If you’re like most entrepreneurs starting a business, your operation is likely a one-man show. You not only write the checks, you make the sales, answer the phones, and maybe even clean up at the end of the night. Chances are you’re probably also responsible for your start-up’s public relations too. That’s where things can get tricky. While writing a solid business plan is one thing, crafting press releases that actually get the job done is entirely another. The biggest problem with most press releases we’ve seen is that they’re either 1) irrelevant to anything the publication would write about, 2) poorly written, 3) nonsensical, or 4) overly self-promotional to the point of parody. But few come close to this—the Mother of all crappy press releases, which we spotted today over at Gawker. While it obviously takes a certain type of person to come up with something this unbelievably inane (and we doubt any of you have that in you), it’s still a spot-on example of everything that’s wrong most press releases all balled up into one. Gawker breaks it down step-by-step (which is the only way to tackle this monstrous thing), and we’ve done the same, but with our own commentary:
Press release sez: “The news reports coming out of Mexico City are downright scary this week, as more than 100 deaths in the country are being investigated as possibly tied to the swine influenza virus outbreak that’s gripping North America. Reports of the illness in Mexico come at a tough time for the country’s tourism industry, which is already reeling with negative publicity about drug cartel fueled violence. But renowned Life Stylist Blair French (www.blairfrench.com), a New Yorker who has lived in the beautiful and charming town of San Miguel de Allende-about three hours north of Mexico City – for two years, says it’s time to take a “siesta” on the negativity and turn it into a “fiesta” for a lifestyle you can’t find anywhere else.”
We say: Huh? While starting off with a news hook to get a journalist’s attention is usually a good idea (journalists love topical relevancy—it’s called a news peg), none of this makes sense. Refer back to reason three (above) that most press releases suck.
Press release sez: “The multi-faceted dynamo attests that despite the health scare and reports on the drug cartels, Mexico is 99.9 percent safer for Americans than living in the U.S. She believes the media has used these news items to fashion a misleading portrayal of Mexico as a third world country.
“The government has taken measures in preventing the further spread of the Swine Flu by administering antiviral drugs to the population,” she says. “I’m sure that Mexico will overcome this and is fully aware of what needs to be done to protect its citizens.”
We say: The media’s stirred this whole thing up! Wait – isn’t this press release going to the media? Whoops. Secondly, don’t ever, ever, EVER call yourself a “multi-faceted dynamo” or anything else that’s going to prompt people to start looking for evidence to the contrary. This gets to that “overly self-promotional to the point of parody” thing we were talking about. Also, none of this makes any sense. And it’s poorly written.
Press release sez: “French, who in her business blends all aspects of a person’s life together – health, fitness, food, fashion, entertainment and decor – helps create a lifestyle for someone that is uniquely one’s own. She also does catering and event planning and loves to learn about other countries and cultures.

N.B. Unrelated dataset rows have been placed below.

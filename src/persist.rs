use crate::annotate::LabeledBox;
use crate::matching::IdentityMap;
use crate::track::ViewDetections;
use anyhow::{Context, Result};
use log::info;
use serde::de::DeserializeOwned;
use serde::Serialize;
use std::fs::File;
use std::io::{BufReader, BufWriter, Write};
use std::path::Path;

fn save<T: Serialize + ?Sized>(value: &T, path: &Path) -> Result<()> {
    if let Some(dir) = path.parent() {
        if !dir.as_os_str().is_empty() {
            std::fs::create_dir_all(dir)
                .with_context(|| format!("Unable to create directory {}", dir.display()))?;
        }
    }
    let file =
        File::create(path).with_context(|| format!("Unable to create {}", path.display()))?;
    let mut writer = BufWriter::new(file);
    serde_json::to_writer(&mut writer, value)
        .with_context(|| format!("Unable to serialize into {}", path.display()))?;
    writer.flush()?;
    Ok(())
}

fn load<T: DeserializeOwned>(path: &Path) -> Result<T> {
    let file = File::open(path).with_context(|| format!("Unable to open {}", path.display()))?;
    serde_json::from_reader(BufReader::new(file))
        .with_context(|| format!("Malformed content of {}", path.display()))
}

/// Saves the per-frame records of a video
///
pub fn save_detections(detections: &ViewDetections, path: &Path) -> Result<()> {
    save(detections, path)?;
    info!(
        "Detections of {} frames saved to {}",
        detections.len(),
        path.display()
    );
    Ok(())
}

pub fn load_detections(path: &Path) -> Result<ViewDetections> {
    load(path)
}

/// Saves the identity map of the secondary camera tracks
///
pub fn save_identities(identities: &IdentityMap, path: &Path) -> Result<()> {
    save(identities, path)?;
    info!(
        "Identities of {} tracks saved to {}",
        identities.len(),
        path.display()
    );
    Ok(())
}

pub fn load_identities(path: &Path) -> Result<IdentityMap> {
    load(path)
}

/// Saves the labeled boxes of every frame
///
pub fn save_labels(labels: &[Vec<LabeledBox>], path: &Path) -> Result<()> {
    save(labels, path)?;
    info!("Labels of {} frames saved to {}", labels.len(), path.display());
    Ok(())
}

#[cfg(test)]
mod tests {
    use crate::matching::{Identity, IdentityMap};
    use crate::persist::{load_detections, load_identities, save_detections, save_identities};
    use crate::track::{Detection, ViewDetections};
    use crate::utils::bbox::BoundingBox;
    use std::path::PathBuf;

    fn tmp(name: &str) -> PathBuf {
        std::env::temp_dir()
            .join(format!("camreid-{}", std::process::id()))
            .join(name)
    }

    #[test]
    fn detections_file() {
        let path = tmp("detections.json");
        let detections: ViewDetections = vec![
            vec![Detection::new(
                3,
                BoundingBox::new(1.0, 2.0, 31.0, 62.0),
                vec![0.5, 0.25],
            )],
            vec![],
        ];
        save_detections(&detections, &path).unwrap();
        assert_eq!(load_detections(&path).unwrap(), detections);

        let raw = std::fs::read_to_string(&path).unwrap();
        assert_eq!(
            raw,
            r#"[[{"track_id":3,"bbox":[1.0,2.0,31.0,62.0],"embedding":[0.5,0.25]}],[]]"#
        );
    }

    #[test]
    fn identities_file() {
        let path = tmp("identities.json");
        let map = IdentityMap::from([(4, Identity::Matched(1)), (5, Identity::Unmatched(5))]);
        save_identities(&map, &path).unwrap();
        assert_eq!(load_identities(&path).unwrap(), map);
    }

    #[test]
    fn missing_file() {
        let err = load_identities(&tmp("absent.json")).unwrap_err();
        assert!(err.to_string().contains("Unable to open"));
    }
}
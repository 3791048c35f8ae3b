use crate::matching::{Identity, IdentityMap};
use crate::track::{Frame, TrackId};
use crate::utils::bbox::BoundingBox;
use anyhow::Result;
use serde::{Deserialize, Serialize};
use std::fmt;
use std::str::FromStr;

/// Camera the drawn detections come from
///
#[derive(Debug, Clone, Copy, PartialEq, Eq, Serialize, Deserialize)]
#[serde(rename_all = "lowercase")]
pub enum ViewRole {
    /// Defines the canonical identities, ids are drawn as is
    Primary,
    /// Ids are replaced with the matched identities
    Secondary,
}

impl FromStr for ViewRole {
    type Err = String;

    fn from_str(s: &str) -> Result<Self, Self::Err> {
        match s.to_lowercase().as_str() {
            "primary" => Ok(ViewRole::Primary),
            "secondary" => Ok(ViewRole::Secondary),
            _ => Err(format!("Unknown view role: {}", s)),
        }
    }
}

impl fmt::Display for ViewRole {
    fn fmt(&self, f: &mut fmt::Formatter<'_>) -> fmt::Result {
        match self {
            ViewRole::Primary => write!(f, "primary"),
            ViewRole::Secondary => write!(f, "secondary"),
        }
    }
}

/// Box with the caption to draw over the frame
///
#[derive(Debug, Clone, PartialEq, Serialize, Deserialize)]
pub struct LabeledBox {
    pub bbox: BoundingBox,
    pub label: String,
}

impl LabeledBox {
    pub fn caption(&self) -> String {
        format!("Player {}", self.label)
    }
}

/// Drawing backend for the annotated frames, usually a video writer
///
pub trait Canvas {
    fn draw_box(&mut self, labeled: &LabeledBox) -> Result<()>;

    /// Called once all boxes of the frame are drawn
    fn finish_frame(&mut self) -> Result<()>;
}

/// Resolves the labels shown for tracked players
///
pub struct Annotator<'a> {
    identities: &'a IdentityMap,
    role: ViewRole,
}

impl<'a> Annotator<'a> {
    pub fn new(identities: &'a IdentityMap, role: ViewRole) -> Self {
        Self { identities, role }
    }

    /// Label of the track: the raw id for the primary camera, the matched identity for the secondary one.
    ///
    /// A secondary track missing from the map is shown as unmatched.
    ///
    pub fn label(&self, track_id: TrackId) -> String {
        match self.role {
            ViewRole::Primary => track_id.to_string(),
            ViewRole::Secondary => self
                .identities
                .get(&track_id)
                .copied()
                .unwrap_or(Identity::Unmatched(track_id))
                .to_string(),
        }
    }

    pub fn annotate_frame(&self, frame: &Frame) -> Vec<LabeledBox> {
        frame
            .iter()
            .map(|d| LabeledBox {
                bbox: d.bbox,
                label: self.label(d.track_id),
            })
            .collect()
    }

    pub fn annotate(&self, frames: &[Frame]) -> Vec<Vec<LabeledBox>> {
        frames.iter().map(|f| self.annotate_frame(f)).collect()
    }

    /// Draws all frames on the canvas
    ///
    pub fn render<C: Canvas>(&self, frames: &[Frame], canvas: &mut C) -> Result<()> {
        for frame in frames {
            for labeled in self.annotate_frame(frame) {
                canvas.draw_box(&labeled)?;
            }
            canvas.finish_frame()?;
        }
        Ok(())
    }
}
use crate::utils::bbox::BoundingBox;
use serde::{Deserialize, Serialize};
use ultraviolet::f32x8;

pub mod utils;

/// Track identifier assigned by the within-camera tracker.
pub type TrackId = u64;

/// Feature vector representation. The last block is padded with zeros.
pub type Feature = Vec<f32x8>;

/// Number of SIMD lanes used to store feature parts internally
pub const FEATURE_LANES_SIZE: usize = 8;

/// Single tracked observation within one frame.
///
/// The tracker reports the box and track id, the embedding is the appearance vector of the detection
/// attributed to the track in this frame.
///
#[derive(Debug, Clone, PartialEq, Serialize, Deserialize)]
pub struct Detection {
    pub track_id: TrackId,
    pub bbox: BoundingBox,
    pub embedding: Vec<f32>,
}

impl Detection {
    pub fn new(track_id: TrackId, bbox: BoundingBox, embedding: Vec<f32>) -> Self {
        Self {
            track_id,
            bbox,
            embedding,
        }
    }
}

/// Tracked observations of a single frame
pub type Frame = Vec<Detection>;

/// Tracked observations of a whole video, one entry per decoded frame
pub type ViewDetections = Vec<Frame>;

/// Embedding kept in SIMD form together with its real dimensionality.
///
/// The dimensionality is kept apart because [Feature] is padded to the lanes size, so two embeddings of
/// different lengths may occupy the same number of blocks.
///
#[derive(Debug, Clone, Default)]
pub struct Embedding {
    dim: usize,
    feature: Feature,
}

impl Embedding {
    pub fn new(values: &[f32]) -> Self {
        Self {
            dim: values.len(),
            feature: utils::feature_from_slice(values),
        }
    }

    pub(crate) fn from_parts(dim: usize, feature: Feature) -> Self {
        Self { dim, feature }
    }

    pub fn dim(&self) -> usize {
        self.dim
    }

    pub fn feature(&self) -> &Feature {
        &self.feature
    }

    /// Returns the embedding as a plain vector without the padding
    ///
    pub fn to_vec(&self) -> Vec<f32> {
        let mut v = utils::feature_to_vec(&self.feature);
        v.truncate(self.dim);
        v
    }
}

#[cfg(test)]
mod tests {
    use crate::track::Embedding;

    #[test]
    fn embedding_keeps_dimension() {
        let e = Embedding::new(&[1.0, 2.0, 3.0]);
        assert_eq!(e.dim(), 3);
        assert_eq!(e.feature().len(), 1);
        assert_eq!(e.to_vec(), vec![1.0, 2.0, 3.0]);

        let e = Embedding::new(&[0.5; 17]);
        assert_eq!(e.dim(), 17);
        assert_eq!(e.feature().len(), 3);
        assert_eq!(e.to_vec().len(), 17);
    }

    #[test]
    fn empty_embedding() {
        let e = Embedding::new(&[]);
        assert_eq!(e.dim(), 0);
        assert!(e.feature().is_empty());
    }
}
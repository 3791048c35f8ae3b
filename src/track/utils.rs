use crate::track::{Feature, FEATURE_LANES_SIZE};
use ultraviolet::f32x8;

/// Packs a plain embedding into SIMD blocks, the tail block is padded with zeros
///
pub fn feature_from_slice(values: &[f32]) -> Feature {
    values
        .chunks(FEATURE_LANES_SIZE)
        .map(|chunk| {
            let mut acc = [0.0; FEATURE_LANES_SIZE];
            acc[..chunk.len()].copy_from_slice(chunk);
            f32x8::new(acc)
        })
        .collect()
}

/// Unpacks SIMD blocks into a plain vector including the padding
///
pub fn feature_to_vec(feature: &Feature) -> Vec<f32> {
    let mut res = Vec::with_capacity(feature.len() * FEATURE_LANES_SIZE);
    for e in feature {
        res.extend_from_slice(e.as_array_ref());
    }
    res
}

/// Utility trait to get conversion between feature vector representations
///
pub trait FromVec<V, R> {
    fn from_vec(vec: V) -> R;
}

impl FromVec<&Feature, Vec<f32>> for Vec<f32> {
    fn from_vec(vec: &Feature) -> Vec<f32> {
        feature_to_vec(vec)
    }
}

impl FromVec<&[f32], Feature> for Feature {
    fn from_vec(vec: &[f32]) -> Feature {
        feature_from_slice(vec)
    }
}

impl FromVec<Vec<f32>, Feature> for Feature {
    fn from_vec(vec: Vec<f32>) -> Feature {
        feature_from_slice(&vec)
    }
}
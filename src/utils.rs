/// Bounding boxes
pub mod bbox;
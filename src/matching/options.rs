use crate::Errors;
use anyhow::Result;

/// Default maximal cosine distance for the accepted cross-view match
pub const DEFAULT_MATCH_THRESHOLD: f32 = 0.32;

/// Class that is used to configure the cross-view matcher
///
#[derive(Debug, Clone)]
pub struct MatcherOptions {
    threshold: f32,
}

impl MatcherOptions {
    /// The maximal cosine distance between representative embeddings that still allows to consider
    /// two tracks the same player. The pair is accepted when its distance is strictly lower than the
    /// threshold.
    ///
    /// The value depends on the ReID model that produced the embeddings; `0.32` is tuned for the
    /// OSNet family.
    ///
    pub fn threshold(mut self, threshold: f32) -> Self {
        self.threshold = threshold;
        self
    }

    pub fn get_threshold(&self) -> f32 {
        self.threshold
    }

    pub(crate) fn validate(&self) -> Result<()> {
        if !self.threshold.is_finite() || self.threshold < 0.0 {
            return Err(Errors::InvalidThreshold(self.threshold).into());
        }
        Ok(())
    }
}

impl Default for MatcherOptions {
    fn default() -> Self {
        Self {
            threshold: DEFAULT_MATCH_THRESHOLD,
        }
    }
}

#[cfg(test)]
mod tests {
    use crate::matching::options::MatcherOptions;

    #[test]
    fn defaults() {
        let opts = MatcherOptions::default();
        assert_eq!(opts.get_threshold(), 0.32);
        assert!(opts.validate().is_ok());
    }

    #[test]
    fn invalid_threshold() {
        assert!(MatcherOptions::default().threshold(-0.1).validate().is_err());
        assert!(MatcherOptions::default()
            .threshold(f32::NAN)
            .validate()
            .is_err());
        assert!(MatcherOptions::default().threshold(2.5).validate().is_ok());
    }
}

Corroborating French’s optimism is Dr. Julio Frenk, the former Mexican national health minister and new dean of the Harvard School of Public Health. Explaining that Mexico had built up substantial supplies of antiviral medication, he believes the outbreak will be brought under control because of the integrated network of specialists in the U.S., Canada and the WHO.”
We say: You have to give someone credit who’s managed to somehow connect “health, fitness, food, fashion, entertainment and decor” with swine flu. And then you have to laugh at them. Long and hard.
Anyone have questions on how not to write a press release? We think it’s now pretty clear.